Assays for Detection of RNase A Superfamily Ribonucleases

Ribonuclease A (RNase A), isolated from bovine pancreas, maintains a well-deserved place in the history of modern biochemistry, as many of the earliest studies on amino-acid sequencing, protein crystallography, and protein folding were performed on this stable and abundant protein (1 ). The existence of what is currently known as the ribonuclease (RNase) A superfamily (proteins with specific elements of shared sequence despite >50% amino-acid sequence divergence) emerged in the mid 1980s. There are currently six known human members of this superfamily, including pancreatic ribonuclease (RNase 1), eosinophil-derived neurotoxin (RNase 2), eosinophil cationic protein (RNase 3), RNase 4, angiogenin (RNase 5), and RNase 6 (2 ,3 ). Although elevated levels of serum ribonuclease activity were once thought to be diagnostic of pancreatic cancer (4 ), subsequent work demonstrated that serum ribonuclease activity was most closely correlated with declining renal function regardless of the underlying disease process (4 ,6 ). While not diagnostic of any specific disease or condition, ribonuclease activity has been used as a marker for the presence and activation state of human eosinophilic leukocytes both in vitro (7 ,8 ) and in vivo (9 ,10 ).
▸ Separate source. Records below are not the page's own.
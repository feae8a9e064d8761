use crate::error::Result;
use crate::tags::*;
use crate::utils::*;
use crate::R;
use log::debug;
use std::convert::TryFrom;

pub const MAGIC: &[u8; 8] = b"MComprHD";

pub const V1: u32 = 1;
pub const V2: u32 = 2;
pub const V3: u32 = 3;
pub const V4: u32 = 4;
pub const V5: u32 = 5;

const HEADER_LENGTHS: [u32; 6] = [0, 76, 80, 120, 108, 124];
pub const MAX_HEADER_LENGTH: usize = 124;

const HARD_DISK_SECTOR_SIZE: u32 = 512;
const MAX_LEGACY_HUNK_BYTES: u32 = 65536 * 256;
const MAX_V5_HUNK_BYTES: u32 = 512 * 1024;

/// Number of hunks needed to hold `size` bytes.
pub fn hunk_count(size: u64, hunkbytes: u32) -> u64 {
    let hunkbytes = hunkbytes as u64;
    size / hunkbytes + u64::from(size % hunkbytes != 0)
}

/// Header length declared for a given version, if the version is known.
pub fn header_length(version: u32) -> Option<u32> {
    match version {
        V1..=V5 => Some(HEADER_LENGTHS[version as usize]),
        _ => None,
    }
}

#[derive(Clone, Debug, Default)]
pub struct Header {
    pub length: u32,  // length of header (including tag and length fields)
    pub version: u32, // drive format version
    pub flags: u32,   // V1-V4 only
    // V5: up to four codec tags; V1-V4: the single compression id in slot 0
    pub compressors: [u32; 4],
    pub size: u64,        // logical size of the data (in bytes)
    pub mapoffset: u64,   // offset to the map
    pub metaoffset: u64,  // offset to the first blob of metadata, 0 if none
    pub hunkbytes: u32,   // number of bytes per hunk
    pub unitbytes: u32,   // number of bytes per unit within each hunk
    pub hunkcount: u32,   // total # of hunks represented
    pub md5: [u8; 16],    // V1-V3 MD5 of the raw data
    pub parentmd5: [u8; 16],
    pub rawsha1: [u8; 20], // V4-V5 raw data SHA1
    pub sha1: [u8; 20],    // V3: raw SHA1, V4-V5: combined raw+meta SHA1
    pub parentsha1: [u8; 20],
    // V1-V2 disk geometry
    pub cylinders: u32,
    pub heads: u32,
    pub sectors: u32,
    pub seclen: u32,
}

impl Header {
    pub fn read<T: R>(io: &mut T) -> Result<Self> {
        let mut data = [0u8; MAX_HEADER_LENGTH];
        io.read_at(0, &mut data[..16])?;

        let magic = &data[0..8];
        if magic != MAGIC {
            return Err(invalid_data(format!("chd: invalid magic {:02x?}", magic)));
        }

        let mut header = Header::default();
        header.length = read_be32(&data[8..12]);
        header.version = read_be32(&data[12..16]);
        match header_length(header.version) {
            Some(length) if length == header.length => {}
            Some(length) => {
                return Err(invalid_data(format!(
                    "chd: v{} header length {} (expected {})",
                    header.version, header.length, length
                )))
            }
            None => {
                return Err(unsupported(format!(
                    "chd: unsupported version {}",
                    header.version
                )))
            }
        }
        io.read_at(16, &mut data[16..header.length as usize])?;

        match header.version {
            V1 | V2 => header.read_header_v1(&data)?,
            V3 => header.read_header_v3(&data)?,
            V4 => header.read_header_v4(&data)?,
            _ => header.read_header_v5(&data)?,
        }
        debug!(
            "chd: v{} header, {} hunks of {} bytes, logical size {}",
            header.version, header.hunkcount, header.hunkbytes, header.size
        );
        Ok(header)
    }

    fn read_header_v1(&mut self, data: &[u8]) -> Result<()> {
        self.flags = read_be32(&data[16..20]);
        self.compressors[0] = read_be32(&data[20..24]);
        let hunksectors = read_be32(&data[24..28]);
        self.hunkcount = read_be32(&data[28..32]);
        self.cylinders = read_be32(&data[32..36]);
        self.heads = read_be32(&data[36..40]);
        self.sectors = read_be32(&data[40..44]);
        self.md5.copy_from_slice(&data[44..60]);
        self.parentmd5.copy_from_slice(&data[60..76]);
        self.seclen = match self.version {
            V1 => HARD_DISK_SECTOR_SIZE,
            _ => read_be32(&data[76..80]),
        };
        self.hunkbytes = hunksectors.checked_mul(self.seclen).ok_or_else(|| {
            invalid_data(format!(
                "hdrv{}: hunk of {} sectors of {} bytes is too big",
                self.version, hunksectors, self.seclen
            ))
        })?;
        self.unitbytes = self.seclen;
        self.size = (self.cylinders as u64)
            .checked_mul(self.heads as u64)
            .and_then(|n| n.checked_mul(self.sectors as u64))
            .and_then(|n| n.checked_mul(self.seclen as u64))
            .ok_or_else(|| {
                invalid_data(format!(
                    "hdrv{}: geometry {}/{}/{} of {} byte sectors is too big",
                    self.version, self.cylinders, self.heads, self.sectors, self.seclen
                ))
            })?;
        self.mapoffset = self.length as u64;
        self.check_legacy()
    }

    fn read_header_v3(&mut self, data: &[u8]) -> Result<()> {
        self.flags = read_be32(&data[16..20]);
        self.compressors[0] = read_be32(&data[20..24]);
        self.hunkcount = read_be32(&data[24..28]);
        self.size = read_be64(&data[28..36]);
        self.metaoffset = read_be64(&data[36..44]);
        self.md5.copy_from_slice(&data[44..60]);
        self.parentmd5.copy_from_slice(&data[60..76]);
        self.hunkbytes = read_be32(&data[76..80]);
        self.sha1.copy_from_slice(&data[80..100]);
        self.parentsha1.copy_from_slice(&data[100..120]);
        self.unitbytes = self.hunkbytes;
        self.mapoffset = self.length as u64;
        self.check_legacy()
    }

    fn read_header_v4(&mut self, data: &[u8]) -> Result<()> {
        self.flags = read_be32(&data[16..20]);
        self.compressors[0] = read_be32(&data[20..24]);
        self.hunkcount = read_be32(&data[24..28]);
        self.size = read_be64(&data[28..36]);
        self.metaoffset = read_be64(&data[36..44]);
        self.hunkbytes = read_be32(&data[44..48]);
        self.sha1.copy_from_slice(&data[48..68]);
        self.parentsha1.copy_from_slice(&data[68..88]);
        self.rawsha1.copy_from_slice(&data[88..108]);
        self.unitbytes = self.hunkbytes;
        self.mapoffset = self.length as u64;
        self.check_legacy()
    }

    fn check_legacy(&self) -> Result<()> {
        if self.hunkbytes == 0 || self.hunkbytes >= MAX_LEGACY_HUNK_BYTES {
            return Err(invalid_data(format!(
                "hdrv{}: invalid size of hunk {}",
                self.version, self.hunkbytes
            )));
        }
        if self.hunkcount == 0 {
            return Err(invalid_data(format!(
                "hdrv{}: file has no hunks",
                self.version
            )));
        }
        if self.size > self.hunkcount as u64 * self.hunkbytes as u64 {
            return Err(invalid_data(format!(
                "hdrv{}: logical size {} exceeds {} hunks of {} bytes",
                self.version, self.size, self.hunkcount, self.hunkbytes
            )));
        }
        Ok(())
    }

    fn read_header_v5(&mut self, data: &[u8]) -> Result<()> {
        self.compressors[0] = read_be32(&data[16..20]);
        self.compressors[1] = read_be32(&data[20..24]);
        self.compressors[2] = read_be32(&data[24..28]);
        self.compressors[3] = read_be32(&data[28..32]);
        self.size = read_be64(&data[32..40]);
        self.mapoffset = read_be64(&data[40..48]);
        self.metaoffset = read_be64(&data[48..56]);
        self.hunkbytes = read_be32(&data[56..60]);
        self.unitbytes = read_be32(&data[60..64]);
        self.rawsha1.copy_from_slice(&data[64..84]);
        self.sha1.copy_from_slice(&data[84..104]);
        self.parentsha1.copy_from_slice(&data[104..124]);

        // sanity checks
        if self.hunkbytes < 1 || self.hunkbytes > MAX_V5_HUNK_BYTES {
            return Err(invalid_data(format!(
                "hdrv5: invalid size of hunk {}",
                self.hunkbytes
            )));
        }
        if self.unitbytes < 1
            || self.hunkbytes < self.unitbytes
            || self.hunkbytes % self.unitbytes > 0
        {
            return Err(invalid_data(format!(
                "hdrv5: wrong size of unit {} (hunk size {})",
                self.unitbytes, self.hunkbytes
            )));
        }
        let hunkcount = hunk_count(self.size, self.hunkbytes);
        self.hunkcount = u32::try_from(hunkcount).map_err(|_| {
            invalid_data(format!(
                "hdrv5: hunk count {} for size {} is too big",
                hunkcount, self.size
            ))
        })?;
        Ok(())
    }

    /// True for V1-V4 files, which carry a single compression id.
    pub fn is_legacy(&self) -> bool {
        self.version < V5
    }

    /// Whether the hunk map is stored compressed (V5 only).
    pub fn is_compressed(&self) -> bool {
        self.compressors[0] != CHD_CODEC_NONE
    }

    pub fn has_parent(&self) -> bool {
        self.parentsha1.iter().any(|b| *b != 0) || self.parentmd5.iter().any(|b| *b != 0)
    }
}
For example, Harrison and colleagues (9 ) demonstrated that eosinophils recruited into the lower airways in response to infection with respiratory syncytial virus were activated and degranulating, as demonstrated by the presence of immunoreactive and ribonucleo-lytically active eosinophil-derived neurotoxin (EDN/RNase 2) and eosinophil cationic protein (ECP/RNase 3).